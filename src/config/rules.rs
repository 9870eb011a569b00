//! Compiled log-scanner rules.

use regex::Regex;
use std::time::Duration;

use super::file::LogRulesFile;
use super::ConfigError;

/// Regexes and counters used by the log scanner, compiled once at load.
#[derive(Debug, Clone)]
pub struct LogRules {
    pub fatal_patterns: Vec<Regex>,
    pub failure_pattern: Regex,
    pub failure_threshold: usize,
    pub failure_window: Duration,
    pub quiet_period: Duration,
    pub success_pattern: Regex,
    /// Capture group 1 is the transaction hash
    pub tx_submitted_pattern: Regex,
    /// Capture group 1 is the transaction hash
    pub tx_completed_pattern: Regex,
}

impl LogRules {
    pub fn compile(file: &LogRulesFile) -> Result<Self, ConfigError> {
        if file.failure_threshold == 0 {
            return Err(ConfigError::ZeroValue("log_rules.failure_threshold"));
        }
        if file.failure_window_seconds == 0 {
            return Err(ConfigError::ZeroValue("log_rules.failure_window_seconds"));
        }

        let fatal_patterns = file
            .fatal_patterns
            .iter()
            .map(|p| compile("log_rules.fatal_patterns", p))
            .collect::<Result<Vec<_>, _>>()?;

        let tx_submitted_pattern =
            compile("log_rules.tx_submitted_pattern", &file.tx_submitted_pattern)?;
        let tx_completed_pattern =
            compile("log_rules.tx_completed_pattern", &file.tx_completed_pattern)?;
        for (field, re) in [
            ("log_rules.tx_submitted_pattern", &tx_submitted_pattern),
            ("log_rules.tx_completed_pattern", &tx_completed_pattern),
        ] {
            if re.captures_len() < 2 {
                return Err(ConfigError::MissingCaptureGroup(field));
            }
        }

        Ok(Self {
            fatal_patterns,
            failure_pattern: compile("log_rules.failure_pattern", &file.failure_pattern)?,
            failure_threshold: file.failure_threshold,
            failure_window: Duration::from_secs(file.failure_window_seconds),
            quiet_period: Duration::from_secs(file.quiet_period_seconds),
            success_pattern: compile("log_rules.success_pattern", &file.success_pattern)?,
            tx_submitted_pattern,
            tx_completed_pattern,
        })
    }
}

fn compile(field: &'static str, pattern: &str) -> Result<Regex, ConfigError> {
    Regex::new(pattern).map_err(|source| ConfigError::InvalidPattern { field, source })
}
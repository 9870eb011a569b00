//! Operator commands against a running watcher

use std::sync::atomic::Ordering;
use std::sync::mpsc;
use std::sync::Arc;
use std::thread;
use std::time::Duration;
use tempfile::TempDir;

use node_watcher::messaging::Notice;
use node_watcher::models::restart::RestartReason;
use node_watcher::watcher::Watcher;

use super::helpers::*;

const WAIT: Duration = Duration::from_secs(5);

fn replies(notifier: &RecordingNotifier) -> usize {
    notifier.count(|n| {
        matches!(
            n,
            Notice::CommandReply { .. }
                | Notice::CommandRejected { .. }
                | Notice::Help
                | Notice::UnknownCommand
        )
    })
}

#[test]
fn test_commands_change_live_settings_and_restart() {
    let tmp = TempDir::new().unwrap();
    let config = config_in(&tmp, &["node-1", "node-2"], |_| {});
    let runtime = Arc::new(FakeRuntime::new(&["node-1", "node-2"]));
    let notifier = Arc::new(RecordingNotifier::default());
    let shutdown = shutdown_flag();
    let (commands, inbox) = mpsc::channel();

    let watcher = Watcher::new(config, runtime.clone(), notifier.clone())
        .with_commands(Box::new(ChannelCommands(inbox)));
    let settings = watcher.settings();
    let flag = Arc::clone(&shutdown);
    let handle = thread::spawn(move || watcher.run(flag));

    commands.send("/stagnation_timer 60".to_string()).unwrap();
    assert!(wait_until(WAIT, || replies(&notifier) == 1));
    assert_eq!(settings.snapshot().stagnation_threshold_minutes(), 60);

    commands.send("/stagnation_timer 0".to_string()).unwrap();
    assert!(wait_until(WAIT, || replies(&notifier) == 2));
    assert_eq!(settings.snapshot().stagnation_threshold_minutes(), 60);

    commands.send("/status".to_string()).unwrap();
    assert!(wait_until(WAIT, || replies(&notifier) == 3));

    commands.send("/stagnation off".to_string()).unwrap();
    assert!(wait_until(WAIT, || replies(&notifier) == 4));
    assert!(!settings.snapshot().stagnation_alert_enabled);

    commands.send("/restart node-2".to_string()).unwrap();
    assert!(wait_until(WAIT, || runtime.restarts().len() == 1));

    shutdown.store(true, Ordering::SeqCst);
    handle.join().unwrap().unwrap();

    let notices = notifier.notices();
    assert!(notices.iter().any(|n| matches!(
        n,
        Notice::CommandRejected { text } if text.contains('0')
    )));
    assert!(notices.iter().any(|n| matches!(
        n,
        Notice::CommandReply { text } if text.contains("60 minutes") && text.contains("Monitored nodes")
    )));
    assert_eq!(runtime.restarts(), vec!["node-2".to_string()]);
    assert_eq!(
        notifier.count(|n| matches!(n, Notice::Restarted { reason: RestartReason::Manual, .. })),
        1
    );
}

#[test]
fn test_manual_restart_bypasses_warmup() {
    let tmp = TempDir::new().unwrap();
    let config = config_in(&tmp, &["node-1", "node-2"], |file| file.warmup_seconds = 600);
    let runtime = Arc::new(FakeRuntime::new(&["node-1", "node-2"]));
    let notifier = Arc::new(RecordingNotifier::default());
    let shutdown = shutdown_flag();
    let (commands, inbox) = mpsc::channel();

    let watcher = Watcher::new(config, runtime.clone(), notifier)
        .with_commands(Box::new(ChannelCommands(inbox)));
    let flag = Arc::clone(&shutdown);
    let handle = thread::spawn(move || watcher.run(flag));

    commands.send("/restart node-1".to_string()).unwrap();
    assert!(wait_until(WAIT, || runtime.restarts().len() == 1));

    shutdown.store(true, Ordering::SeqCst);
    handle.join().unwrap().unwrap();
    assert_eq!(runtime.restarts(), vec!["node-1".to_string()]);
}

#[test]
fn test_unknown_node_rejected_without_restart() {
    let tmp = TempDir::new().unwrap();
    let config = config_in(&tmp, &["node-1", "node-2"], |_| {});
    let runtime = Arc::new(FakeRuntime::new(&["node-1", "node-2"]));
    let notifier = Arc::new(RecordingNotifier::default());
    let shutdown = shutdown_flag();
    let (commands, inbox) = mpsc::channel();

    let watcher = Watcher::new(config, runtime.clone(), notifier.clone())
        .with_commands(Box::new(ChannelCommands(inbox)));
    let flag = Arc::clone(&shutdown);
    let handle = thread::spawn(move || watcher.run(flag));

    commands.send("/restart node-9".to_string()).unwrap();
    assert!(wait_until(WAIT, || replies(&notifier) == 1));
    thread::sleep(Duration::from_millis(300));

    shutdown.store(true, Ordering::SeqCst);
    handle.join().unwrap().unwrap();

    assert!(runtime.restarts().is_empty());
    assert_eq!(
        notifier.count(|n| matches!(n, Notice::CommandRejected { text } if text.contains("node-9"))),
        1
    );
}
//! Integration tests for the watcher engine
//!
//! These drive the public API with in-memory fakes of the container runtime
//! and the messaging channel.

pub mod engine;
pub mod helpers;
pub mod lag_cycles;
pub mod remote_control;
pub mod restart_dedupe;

========================================================================

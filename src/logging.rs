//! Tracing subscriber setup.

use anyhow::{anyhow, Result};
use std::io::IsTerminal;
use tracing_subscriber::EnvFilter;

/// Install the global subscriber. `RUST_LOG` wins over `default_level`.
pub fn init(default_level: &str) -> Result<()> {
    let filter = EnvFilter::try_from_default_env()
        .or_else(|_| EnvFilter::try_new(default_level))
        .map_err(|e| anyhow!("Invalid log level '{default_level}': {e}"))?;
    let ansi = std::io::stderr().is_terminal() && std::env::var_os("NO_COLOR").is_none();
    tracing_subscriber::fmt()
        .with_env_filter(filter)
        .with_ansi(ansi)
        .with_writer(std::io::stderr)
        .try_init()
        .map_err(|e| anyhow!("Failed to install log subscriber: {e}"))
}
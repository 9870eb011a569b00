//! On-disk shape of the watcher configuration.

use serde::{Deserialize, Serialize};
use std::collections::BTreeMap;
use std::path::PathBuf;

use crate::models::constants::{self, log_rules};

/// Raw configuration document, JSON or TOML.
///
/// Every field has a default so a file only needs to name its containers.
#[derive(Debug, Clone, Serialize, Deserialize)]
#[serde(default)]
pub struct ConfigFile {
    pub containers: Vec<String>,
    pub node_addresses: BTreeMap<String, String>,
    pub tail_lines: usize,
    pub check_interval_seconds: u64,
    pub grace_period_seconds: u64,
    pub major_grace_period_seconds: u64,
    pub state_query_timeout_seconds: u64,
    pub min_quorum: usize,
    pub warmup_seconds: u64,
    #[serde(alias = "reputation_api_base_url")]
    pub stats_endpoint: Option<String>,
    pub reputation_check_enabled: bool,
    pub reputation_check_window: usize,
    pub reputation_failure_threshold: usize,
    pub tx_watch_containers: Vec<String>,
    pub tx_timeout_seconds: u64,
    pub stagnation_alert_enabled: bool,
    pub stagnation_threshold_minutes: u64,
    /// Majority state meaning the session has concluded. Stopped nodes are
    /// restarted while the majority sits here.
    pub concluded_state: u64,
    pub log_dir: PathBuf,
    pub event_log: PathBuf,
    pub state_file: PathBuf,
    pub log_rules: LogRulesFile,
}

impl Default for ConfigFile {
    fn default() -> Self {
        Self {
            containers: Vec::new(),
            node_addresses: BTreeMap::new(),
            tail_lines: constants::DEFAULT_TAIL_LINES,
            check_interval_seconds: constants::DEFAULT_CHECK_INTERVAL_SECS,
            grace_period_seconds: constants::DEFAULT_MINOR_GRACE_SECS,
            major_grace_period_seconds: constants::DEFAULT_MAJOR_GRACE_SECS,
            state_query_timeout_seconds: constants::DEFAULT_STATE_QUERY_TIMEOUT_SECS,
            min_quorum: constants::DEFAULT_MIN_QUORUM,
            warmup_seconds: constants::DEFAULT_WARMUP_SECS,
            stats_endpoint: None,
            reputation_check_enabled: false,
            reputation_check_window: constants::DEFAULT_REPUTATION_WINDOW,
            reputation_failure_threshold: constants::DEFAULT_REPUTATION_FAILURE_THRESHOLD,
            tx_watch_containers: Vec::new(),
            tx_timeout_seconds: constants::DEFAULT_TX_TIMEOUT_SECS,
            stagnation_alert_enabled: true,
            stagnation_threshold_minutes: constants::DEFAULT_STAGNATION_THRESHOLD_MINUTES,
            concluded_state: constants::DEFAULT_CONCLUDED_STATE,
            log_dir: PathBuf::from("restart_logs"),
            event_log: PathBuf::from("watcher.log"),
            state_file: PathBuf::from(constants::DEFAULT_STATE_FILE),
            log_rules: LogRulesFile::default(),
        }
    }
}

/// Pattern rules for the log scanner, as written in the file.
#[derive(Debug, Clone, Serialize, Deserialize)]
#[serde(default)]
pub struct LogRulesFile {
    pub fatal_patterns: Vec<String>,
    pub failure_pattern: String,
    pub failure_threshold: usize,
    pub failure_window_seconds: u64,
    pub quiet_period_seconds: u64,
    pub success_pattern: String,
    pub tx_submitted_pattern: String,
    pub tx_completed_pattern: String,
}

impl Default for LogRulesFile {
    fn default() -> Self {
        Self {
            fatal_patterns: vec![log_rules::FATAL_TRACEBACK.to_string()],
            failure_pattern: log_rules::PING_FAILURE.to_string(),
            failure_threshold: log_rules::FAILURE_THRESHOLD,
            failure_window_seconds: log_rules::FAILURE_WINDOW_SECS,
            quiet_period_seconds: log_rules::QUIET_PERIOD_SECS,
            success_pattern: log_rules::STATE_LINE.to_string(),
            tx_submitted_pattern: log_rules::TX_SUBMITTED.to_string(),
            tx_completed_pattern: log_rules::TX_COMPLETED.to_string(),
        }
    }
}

========================================================================

* **Problem details**: Send back an exact copy of only the lines from the line with "the watcher engine" up to and including the line with "pub mod restart_dedupe;" in the data above.

* **Expected answer**:
//! Integration tests for the watcher engine
//!
//! These drive the public API with in-memory fakes of the container runtime
//! and the messaging channel.

pub mod engine;
pub mod helpers;
pub mod lag_cycles;
pub mod remote_control;
pub mod restart_dedupe;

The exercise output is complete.